(Entries supplied Opens)
//! Performance benchmarks for sieve_core using Criterion.rs.

use criterion::{black_box, criterion_group, criterion_main, BenchmarkId, Criterion};
use sieve_core::partition::{block_size, plan_blocks};
use sieve_core::{summarize, ParallelSieve, SieveConfig};

fn bench_marking_phase(c: &mut Criterion) {
    let mut group = c.benchmark_group("marking_phase");
    group.sample_size(10);
    for workers in [1, 2, 4, 8] {
        let config = SieveConfig::default()
            .with_limit(10_000_000)
            .with_workers(workers);
        let sieve = ParallelSieve::new(config).expect("sieve should build");
        group.bench_function(BenchmarkId::from_parameter(workers), |b| {
            b.iter(|| black_box(sieve.run().expect("sieve should run").1));
        });
    }
    group.finish();
}

fn bench_aggregation(c: &mut Criterion) {
    let sieve = ParallelSieve::new(SieveConfig::default().with_limit(10_000_000))
        .expect("sieve should build");
    let (store, _) = sieve.run().expect("sieve should run");

    c.bench_function("summarize_10m", |b| {
        b.iter(|| black_box(summarize(&store)));
    });
}

fn bench_partition_planning(c: &mut Criterion) {
    let limit = 100_000_000;
    let small = block_size(limit, 3, 8);
    c.bench_function("plan_blocks_small_prime", |b| {
        b.iter(|| black_box(plan_blocks(3, small, limit)));
    });

    let large = block_size(limit, 9_973, 8);
    c.bench_function("plan_blocks_large_prime", |b| {
        b.iter(|| black_box(plan_blocks(9_973, large, limit)));
    });
}

criterion_group!(
    benches,
    bench_marking_phase,
    bench_aggregation,
    bench_partition_planning
);
criterion_main!(benches);
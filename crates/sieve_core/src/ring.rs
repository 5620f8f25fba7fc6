/// Fixed-capacity buffer that keeps the last `N` values pushed.
///
/// Once full, each push overwrites the oldest entry.
#[derive(Debug, Clone)]
pub struct RingBuffer<T, const N: usize> {
    slots: [Option<T>; N],
    cursor: usize,
}

impl<T, const N: usize> Default for RingBuffer<T, N> {
    fn default() -> Self {
        Self {
            slots: std::array::from_fn(|_| None),
            cursor: 0,
        }
    }
}

impl<T, const N: usize> RingBuffer<T, N> {
    pub fn new() -> Self {
        Self::default()
    }

    pub fn push(&mut self, value: T) {
        if N == 0 {
            return;
        }
        self.slots[self.cursor] = Some(value);
        self.cursor = (self.cursor + 1) % N;
    }

    pub fn len(&self) -> usize {
        self.slots.iter().filter(|slot| slot.is_some()).count()
    }

    pub fn is_empty(&self) -> bool {
        self.len() == 0
    }

    /// Occupied slots, oldest first.
    pub fn iter(&self) -> impl Iterator<Item = &T> {
        let (newer, older) = self.slots.split_at(self.cursor);
        older.iter().chain(newer).flatten()
    }

    /// Consume the buffer, dropping unused slots.
    pub fn into_vec(self) -> Vec<T> {
        let mut slots: Vec<Option<T>> = self.slots.into_iter().collect();
        slots.rotate_left(self.cursor);
        slots.into_iter().flatten().collect()
    }
}

impl<T: Ord, const N: usize> RingBuffer<T, N> {
    /// Consume the buffer and return its values in ascending order.
    pub fn into_sorted_vec(self) -> Vec<T> {
        let mut values = self.into_vec();
        values.sort_unstable();
        values
    }
}

#[cfg(test)]
mod tests {
    use super::*;

    #[test]
    fn partially_filled_buffer_skips_unused_slots() {
        let mut ring: RingBuffer<u32, 4> = RingBuffer::new();
        assert!(ring.is_empty());
        ring.push(7);
        ring.push(3);
        assert_eq!(ring.len(), 2);
        assert_eq!(ring.iter().copied().collect::<Vec<_>>(), vec![7, 3]);
        assert_eq!(ring.into_sorted_vec(), vec![3, 7]);
    }

    #[test]
    fn push_overwrites_oldest_once_full() {
        let mut ring: RingBuffer<u32, 3> = RingBuffer::new();
        for value in 1..=5 {
            ring.push(value);
        }
        assert_eq!(ring.len(), 3);
        assert_eq!(ring.iter().copied().collect::<Vec<_>>(), vec![3, 4, 5]);
        assert_eq!(ring.into_vec(), vec![3, 4, 5]);
    }

    #[test]
    fn sorting_is_separate_from_discovery_order() {
        let mut ring: RingBuffer<i64, 3> = RingBuffer::new();
        for value in [9, 1, 5, 2] {
            ring.push(value);
        }
        assert_eq!(ring.clone().into_vec(), vec![1, 5, 2]);
        assert_eq!(ring.into_sorted_vec(), vec![1, 2, 5]);
    }
}
//! Sequential summary of a finished sieve.

use serde::Serialize;

use crate::ring::RingBuffer;
use crate::store::SieveStore;

/// How many of the largest primes a summary keeps.
pub const LARGEST_PRIMES: usize = 10;

/// Count, sum and largest primes of a sieved range.
#[derive(Debug, Clone, PartialEq, Eq, Serialize)]
pub struct PrimeSummary {
    pub count: u64,
    /// Sum of every prime; 64-bit since the default range overflows 32 bits.
    pub sum: u64,
    /// Up to ten largest primes, ascending.
    pub largest: Vec<usize>,
}

/// Scan the store once: 2 first, then odd indices only.
#[tracing::instrument(skip_all, fields(limit = store.limit()))]
pub fn summarize(store: &SieveStore) -> PrimeSummary {
    let limit = store.limit();
    let mut count = 0u64;
    let mut sum = 0u64;
    let mut last: RingBuffer<usize, LARGEST_PRIMES> = RingBuffer::new();

    let odd = (3..=limit).step_by(2);
    let candidates = (limit >= 2).then_some(2).into_iter().chain(odd);
    for n in candidates {
        if store.is_candidate(n) {
            count += 1;
            sum += n as u64;
            last.push(n);
        }
    }

    PrimeSummary {
        count,
        sum,
        largest: last.into_sorted_vec(),
    }
}
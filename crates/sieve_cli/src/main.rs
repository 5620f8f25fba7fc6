//! Command-line entry point for the parallel sieve.

use std::io::Write;
use std::process::exit;

use clap::{Parser, ValueEnum};
use sieve_core::{run_sieve, SieveConfig, SieveError, DEFAULT_LIMIT, DEFAULT_WORKERS};

#[derive(Parser)]
#[command(
    name = "parallel-sieve",
    about = "Count and sum every prime up to a limit with a parallel Sieve of Eratosthenes",
    long_about = "Prints the elapsed time, prime count and prime sum on the first line,\n\
                  and the ten largest primes (ascending) on the second."
)]
struct Cli {
    /// Inclusive upper bound of the search
    #[arg(long, env = "SIEVE_LIMIT", default_value_t = DEFAULT_LIMIT)]
    limit: usize,
    /// Marking threads per prime
    #[arg(long, env = "SIEVE_WORKERS", default_value_t = DEFAULT_WORKERS)]
    workers: usize,
    /// Output format
    #[arg(value_enum, long, default_value_t = OutputFormat::Text)]
    format: OutputFormat,
    /// Show a progress bar over sieving candidates on stderr
    #[arg(long)]
    progress: bool,
}

#[derive(Clone, Copy, ValueEnum)]
enum OutputFormat {
    /// Two-line console summary
    Text,
    /// Pretty-printed JSON report
    Json,
}

impl Cli {
    fn config(&self) -> SieveConfig {
        SieveConfig::default()
            .with_limit(self.limit)
            .with_workers(self.workers)
            .with_progress(self.progress)
    }
}

fn execute(cli: &Cli) -> Result<String, SieveError> {
    let report = run_sieve(cli.config())?;
    match cli.format {
        OutputFormat::Text => Ok(report.render_text()),
        OutputFormat::Json => Ok(report.render_json()? + "\n"),
    }
}

fn write_report(output: &str) -> std::io::Result<()> {
    let mut stdout = std::io::stdout().lock();
    stdout.write_all(output.as_bytes())?;
    stdout.flush()
}

fn main() {
    // Logs go to stderr so stdout carries only the report
    let _ = tracing_subscriber::fmt()
        .with_writer(std::io::stderr)
        .with_env_filter(
            tracing_subscriber::EnvFilter::try_from_default_env()
                .unwrap_or_else(|_| tracing_subscriber::EnvFilter::new("warn")),
        )
        .try_init();

    let cli = Cli::parse();

    match execute(&cli) {
        Ok(output) => {
            if let Err(error) = write_report(&output) {
                eprintln!("error: failed to write report: {error}");
                exit(1);
            }
        }
        Err(error) => {
            tracing::error!(%error, "sieve aborted");
            eprintln!("error: {error}");
            exit(1);
        }
    }
}
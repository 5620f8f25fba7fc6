//! Timed result of a run and its console renderings.

use std::fmt::Write as _;
use std::time::Duration;

use serde::Serialize;

use crate::aggregate::PrimeSummary;
use crate::error::SieveError;

#[derive(Debug, Clone, PartialEq, Serialize)]
pub struct SieveReport {
    /// Wall-clock time of allocation, sieving and aggregation.
    #[serde(rename = "elapsed_ms", serialize_with = "serialize_millis")]
    pub elapsed: Duration,
    pub limit: usize,
    pub workers: usize,
    #[serde(flatten)]
    pub summary: PrimeSummary,
}

impl SieveReport {
    /// Elapsed milliseconds, saturating at `u64::MAX`.
    pub fn elapsed_ms(&self) -> u64 {
        saturating_millis(self.elapsed)
    }

    /// Two-line console format: timing, count and sum, then the largest
    /// primes each followed by a space.
    pub fn render_text(&self) -> String {
        let mut out = format!(
            "{}ms {} {}\n",
            self.elapsed_ms(),
            self.summary.count,
            self.summary.sum
        );
        for prime in &self.summary.largest {
            let _ = write!(out, "{prime} ");
        }
        out.push('\n');
        out
    }

    pub fn render_json(&self) -> Result<String, SieveError> {
        Ok(serde_json::to_string_pretty(self)?)
    }
}

fn saturating_millis(elapsed: Duration) -> u64 {
    u64::try_from(elapsed.as_millis()).unwrap_or(u64::MAX)
}

fn serialize_millis<S>(elapsed: &Duration, serializer: S) -> Result<S::Ok, S::Error>
where
    S: serde::Serializer,
{
    serializer.serialize_u64(saturating_millis(*elapsed))
}
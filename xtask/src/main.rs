use std::process::{exit, Command, ExitStatus};

use clap::{Parser, Subcommand, ValueEnum};

// ── CLI definition ─────────────────────────────────────────────────

#[derive(Parser)]
#[command(
    name = "xtask",
    about = "Task runner for the parallel sieve workspace",
    long_about = "A unified CLI for running the sieve, benchmarks, load tests,\n\
                  and CI checks in the parallel sieve workspace."
)]
struct Cli {
    #[command(subcommand)]
    command: Commands,
}

#[derive(Subcommand)]
enum Commands {
    /// Run the sieve in release mode
    Run {
        /// Inclusive upper bound of the search
        #[arg(long, default_value_t = 100_000_000)]
        limit: usize,
        /// Marking threads per prime
        #[arg(long, default_value_t = 8)]
        workers: usize,
    },
    /// Run Criterion benchmarks
    Bench,
    /// Benchmark HEAD as a baseline, then compare the working tree against it
    BenchCompare,
    /// Run CI checks (fmt, clippy, tests, release run, benchmarks)
    Ci {
        /// Job to run
        #[arg(value_enum, default_value_t = CiJob::Check)]
        job: CiJob,
    },
    /// Run the full-limit load test (ignored tests in sieve_core)
    LoadTest,
}

#[derive(Clone, ValueEnum)]
enum CiJob {
    /// Formatting, clippy, and tests
    Check,
    /// Run the sieve binary at the default limit
    Run,
    /// Run benchmarks
    Bench,
    /// Run check + run + bench
    All,
}

// ── helpers ────────────────────────────────────────────────────────

/// Criterion baseline that `bench-compare` records from HEAD.
const BASELINE: &str = "sieve-baseline";
const STASH_MESSAGE: &str = "parallel-sieve: stash before baseline benchmark";

fn step(label: &str) {
    eprintln!("\n[xtask] {label}");
}

/// Spawn `program` with `args`, echoing the command line first.
fn spawn(program: &str, args: &[&str]) -> ExitStatus {
    eprintln!("[xtask] $ {program} {}", args.join(" "));
    match Command::new(program).args(args).status() {
        Ok(status) => status,
        Err(error) => {
            eprintln!("[xtask] could not start {program}: {error}");
            exit(127);
        }
    }
}

/// Spawn `program` and exit with its status code if it fails.
fn run(program: &str, args: &[&str]) {
    let status = spawn(program, args);
    if !status.success() {
        exit(status.code().unwrap_or(1));
    }
}

fn run_cargo(args: &[&str]) {
    run("cargo", args);
}

fn run_sieve(limit: usize, workers: usize) {
    let limit = limit.to_string();
    let workers = workers.to_string();
    run_cargo(&[
        "run",
        "-p",
        "sieve_cli",
        "--release",
        "--",
        "--limit",
        &limit,
        "--workers",
        &workers,
    ]);
}

fn bench(extra: &[&str]) {
    let mut args = vec!["bench", "-p", "sieve_core", "--bench", "performance"];
    if !extra.is_empty() {
        args.push("--");
        args.extend_from_slice(extra);
    }
    run_cargo(&args);
}

/// Benchmark the committed tree as a baseline, then the working tree
/// against it. Uncommitted changes are stashed only when there are any.
fn bench_compare() {
    let dirty = !spawn("git", &["diff", "--quiet", "HEAD"]).success();

    if dirty {
        step("Stashing uncommitted sieve changes");
        run("git", &["stash", "push", "-m", STASH_MESSAGE]);
    }

    step(&format!("Recording baseline '{BASELINE}' from HEAD"));
    bench(&["--save-baseline", BASELINE]);

    if dirty {
        step("Restoring uncommitted sieve changes");
        run("git", &["stash", "pop"]);
    }

    step(&format!("Comparing working tree against '{BASELINE}'"));
    bench(&["--baseline", BASELINE]);
}

// ── CI jobs ────────────────────────────────────────────────────────

fn ci_check() {
    step("Check formatting");
    run_cargo(&["fmt", "--all", "--", "--check"]);

    step("Clippy");
    run_cargo(&[
        "clippy",
        "--all-targets",
        "--all-features",
        "--",
        "-D",
        "warnings",
    ]);

    step("Test sieve_core");
    run_cargo(&["test", "-p", "sieve_core"]);

    step("Test sieve_cli");
    run_cargo(&["test", "-p", "sieve_cli"]);
}

fn ci_run() {
    step("Run parallel-sieve (limit 10^8, 8 workers)");
    run_sieve(100_000_000, 8);
}

fn ci_bench() {
    step("Run benchmarks");
    bench(&[]);
}

// ── main ───────────────────────────────────────────────────────────

fn main() {
    let cli = Cli::parse();

    match cli.command {
        Commands::Run { limit, workers } => run_sieve(limit, workers),
        Commands::Bench => bench(&[]),
        Commands::BenchCompare => bench_compare(),
        Commands::Ci { job } => {
            match job {
                CiJob::Check => ci_check(),
                CiJob::Run => ci_run(),
                CiJob::Bench => ci_bench(),
                CiJob::All => {
                    ci_check();
                    ci_run();
                    ci_bench();
                }
            }
            eprintln!("\n[xtask] CI job passed.");
        }
        Commands::LoadTest => {
            run_cargo(&[
                "test",
                "-p",
                "sieve_core",
                "--release",
                "--test",
                "load_tests",
                "--",
                "--ignored",
            ]);
        }
    }
}
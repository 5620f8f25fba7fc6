//! Reusable fork-join pool for marking phases.

use std::num::NonZeroUsize;

use rayon::prelude::*;

use crate::config::DEFAULT_WORKERS;
use crate::error::SieveError;
use crate::partition::Block;

/// Threads allowed per available core before extra workers share threads.
const THREADS_PER_CORE: usize = 4;

/// Upper bound on pool threads: four per core, never below the default
/// worker count.
pub fn max_threads() -> usize {
    let cores = std::thread::available_parallelism()
        .map(NonZeroUsize::get)
        .unwrap_or(1);
    (cores * THREADS_PER_CORE).max(DEFAULT_WORKERS)
}

/// Fixed set of worker threads that marks one batch of blocks at a time.
pub struct MarkingPool {
    pool: rayon::ThreadPool,
}

impl MarkingPool {
    /// Build a pool with `workers` threads, capped at [`max_threads`].
    ///
    /// Worker counts above the cap still shape block sizes; their blocks
    /// queue on the capped pool instead of each getting an OS thread.
    pub fn new(workers: usize) -> Result<Self, SieveError> {
        if workers == 0 {
            return Err(SieveError::InvalidWorkers);
        }

        let threads = workers.min(max_threads());
        let pool = rayon::ThreadPoolBuilder::new()
            .num_threads(threads)
            .thread_name(|index| format!("sieve-marker-{index}"))
            .build()?;

        Ok(Self { pool })
    }

    pub fn workers(&self) -> usize {
        self.pool.current_num_threads()
    }

    /// Mark every block of the batch, returning only once all of them are done.
    ///
    /// Writes made by the batch are visible to the caller when this returns.
    pub fn mark_batch(&self, blocks: Vec<Block<'_>>) {
        if blocks.len() < 2 {
            blocks.into_iter().for_each(Block::mark);
            return;
        }

        self.pool.install(|| {
            blocks.into_par_iter().with_max_len(1).for_each(Block::mark);
        });
    }
}

impl std::fmt::Debug for MarkingPool {
    fn fmt(&self, f: &mut std::fmt::Formatter<'_>) -> std::fmt::Result {
        f.debug_struct("MarkingPool")
            .field("workers", &self.workers())
            .finish()
    }
}

#[cfg(test)]
mod tests {
    use super::*;
    use crate::partition::partition;
    use crate::store::SieveStore;

    #[test]
    fn pool_uses_requested_worker_count() {
        let pool = MarkingPool::new(3).expect("pool should build");
        assert_eq!(pool.workers(), 3);
    }

    #[test]
    fn oversized_worker_counts_are_capped() {
        let pool = MarkingPool::new(5_000).expect("pool should build");
        assert_eq!(pool.workers(), 5_000_usize.min(max_threads()));
        assert!(max_threads() >= DEFAULT_WORKERS);
    }

    #[test]
    fn pool_rejects_zero_workers() {
        assert!(matches!(
            MarkingPool::new(0),
            Err(SieveError::InvalidWorkers)
        ));
    }

    #[test]
    fn batch_completes_before_returning() {
        let pool = MarkingPool::new(4).expect("pool should build");
        let mut store = SieveStore::allocate(1_000).expect("store should allocate");

        pool.mark_batch(partition(&mut store, 3, 5));

        for n in (6..=1_000).step_by(3) {
            assert!(!store.is_candidate(n), "multiple {n} should be struck");
        }
        assert!(store.is_candidate(3));
        assert!(store.is_candidate(5));
    }

    #[test]
    fn empty_batch_is_a_no_op() {
        let pool = MarkingPool::new(2).expect("pool should build");
        pool.mark_batch(Vec::new());
    }
}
(Entries supplied Closes)
What you return must be an exact retyping of the lines above starting at the line with "run + bench" and ending at the line with "command line first.", and nothing besides.

- Answer box -
    /// Run check + run + bench
    All,
}

// ── helpers ────────────────────────────────────────────────────────

/// Criterion baseline that `bench-compare` records from HEAD.
const BASELINE: &str = "sieve-baseline";
const STASH_MESSAGE: &str = "parallel-sieve: stash before baseline benchmark";

fn step(label: &str) {
    eprintln!("\n[xtask] {label}");
}

/// Spawn `program` with `args`, echoing the command line first.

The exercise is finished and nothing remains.